आईएसएसएन: 2155-9899
Ng Kee Kwong F, Nicholson AG, Pavlidis S, Adcock IM and Chung KF
Objective: Our aim is to determine whether mitochondrial dysfunction is a contributing factor to the increased risk of non-small cell lung carcinoma (NSCLC) in COPD patients.
Methods: The clinical relevance of mitochondrial-related gene expression in lung cancer was determined using transcriptomic data from more than 1000 human NSCLC samples. Immunohistochemistry was then used to study cell type specific expression of the relevant mitochondrial-related protein in normal and cancerous lung tissue. Gene set variation analysis (GSVA) was applied in NSCLC datasets to determine the relative expression of specific macrophage transcriptomic signatures.

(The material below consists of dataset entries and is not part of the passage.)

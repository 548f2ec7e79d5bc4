//! histfetch core: domain types, range chunking, and data sources.
//!
//! - Tick and bar records, timeframes, half-open date ranges
//! - Chunk planner that splits a range under a per-request size limit
//! - `DataSource` trait with a scoped `Session` guard
//! - Terminal HTTP bridge and deterministic synthetic sources

pub mod chunk;
pub mod domain;
pub mod source;

pub use chunk::{ChunkError, ChunkPolicy};
pub use domain::{Bar, DateRange, RangeError, Tick, Timeframe, Timestamped};
pub use source::{DataSource, Session, SourceError};

#[cfg(test)]
mod tests {
    use super::*;

    /// Compile-time check: records and ranges can cross threads.
    #[allow(dead_code)]
    fn assert_send_sync() {
        fn require_send<T: Send>() {}
        fn require_sync<T: Sync>() {}

        require_send::<Tick>();
        require_sync::<Tick>();
        require_send::<Bar>();
        require_sync::<Bar>();
        require_send::<DateRange>();
        require_sync::<DateRange>();
        require_send::<ChunkPolicy>();
        require_sync::<ChunkPolicy>();
        require_send::<source::CircuitBreaker>();
        require_sync::<source::CircuitBreaker>();
    }
}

Results: The expression of 33 mitochondrial-related genes was correlated with NSCLC patient survival. We studied further the expression of PGAM5 and FUNDC1, which are regulators of mitochondrial degradation (mitophagy). In background lung tissue, PGAM5 and FUNDC1 were only expressed in alveolar macrophages, with highest expression in smokers with emphysema compared to healthy smokers and non-smokers. In cancerous tissue, only the malignant epithelial cells and associated macrophages at the periphery of the cancer, expressed PGAM5 and FUNDC1. PGAM5 was also expressed in pre-neoplastic epithelium (squamous dysplasia and carcinoma in situ). There was no difference in expression in cancer tissue between the emphysema, healthy smokers and non-smokers group. Macrophages at the edge of the cancer from emphysema patients had a trend towards higher expression of PGAM5 and FUNDC1 compared to those from the other groups. There was a significant correlation between PGAM5 expression in cancer tissue and 9 out of 49 previously defined macrophage transcriptomic signatures with one (module 22) associated with patient survival (p<0.05).
Conclusion: PGAM5 is expressed in pre-neoplastic tissue and NSCLC, but not in normal epithelium. The association between PGAM5 expression and lung cancer outcome may be mediated by the induction of specific macrophage phenotypes.